(Given records):
//! FJSP domain models.
//!
//! Provides the data types for representing flexible job-shop problems and
//! their decoded solutions.
//!
//! # Domain Mappings
//!
//! | u-fjsp | Manufacturing | Healthcare | Logistics |
//! |--------|--------------|------------|-----------|
//! | Job | Order | Patient Case | Shipment |
//! | Operation | Routing Step | Procedure | Transport Leg |
//! | Machine | Work Center | Room | Truck |
//! | Schedule | Production Plan | OR Schedule | Route Plan |

mod instance;
mod job;
mod machine;
mod operation;
mod schedule;

pub(crate) use instance::mean_std;
pub use instance::{Instance, InstanceData, InstanceFeatures, OperationId};
pub use job::Job;
pub use machine::Machine;
pub use operation::{MachineOption, Operation};
pub use schedule::{Schedule, ScheduledOperation, Violation, ViolationType};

(Instructions to follow):
Given the word "instance", show every line of the records that contains it.

(Response area):
mod instance;
pub(crate) use instance::mean_std;
pub use instance::{Instance, InstanceData, InstanceFeatures, OperationId};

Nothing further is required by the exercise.